The untold history of slavery and resistance in California, from the Spanish missions, indentured Native American ranch hands, Indian boarding schools, Black miners, kidnapped Chinese prostitutes, and convict laborers to victims of modern trafficking
“A searing survey of ‘250 years of human bondage’ in what is now the state of California. . . . Readers will be outraged.” —Publishers Weekly
California owes its origins and sunny prosperity to slavery. Spanish invaders captured Indigenous people to build the chain of Catholic missions. Russian otter hunters shipped Alaska Natives—the first slaves transported into California—and launched a Pacific slave triangle to China.
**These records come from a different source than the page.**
//! Error types for the cascade id algebra and message model.

use thiserror::Error;

/// Convenience result type using [`CascadeError`].
pub type Result<T> = std::result::Result<T, CascadeError>;

/// Errors raised by cascade id derivation, merging, and parsing.
#[derive(Error, Debug, Clone, PartialEq, Eq)]
pub enum CascadeError {
    /// A step name or parameter value contained a reserved alphabet character
    /// (`/ : , = ; @`).
    #[error("'{value}' contains a reserved cascade-id character: {reserved:?}")]
    ReservedCharacter { value: String, reserved: char },

    /// A parameter value could not be canonically encoded (e.g. a nested
    /// array or object).
    #[error("parameter '{key}' has a value that cannot be encoded in a cascade id: {reason}")]
    InvalidParam { key: String, reason: String },

    /// A cascade id token (`step_name[:params]`) was malformed.
    #[error("malformed cascade-id token '{0}'")]
    InvalidToken(String),

    /// `merge` was called with no parents.
    #[error("merge requires at least one parent id")]
    EmptyMerge,
}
Plantation slaves were marched across the plains for the Gold Rush. San Quentin Prison incubated California’s carceral state. Kidnapped Chinese girls were sold in caged brothels in early San Francisco. Indian boarding schools supplied new farms and hotels with unfree child workers.
By looking west to California, Jean Pfaelzer upends our understanding of slavery as a North-South struggle and reveals how the enslaved in California fought, fled, and resisted human bondage. In unyielding research and vivid interviews, Pfaelzer exposes how California gorged on slavery, an appetite that persists today in a global trade in human beings lured by promises of jobs but who instead are imprisoned in sweatshops and remote marijuana grows, or sold as nannies and sex workers.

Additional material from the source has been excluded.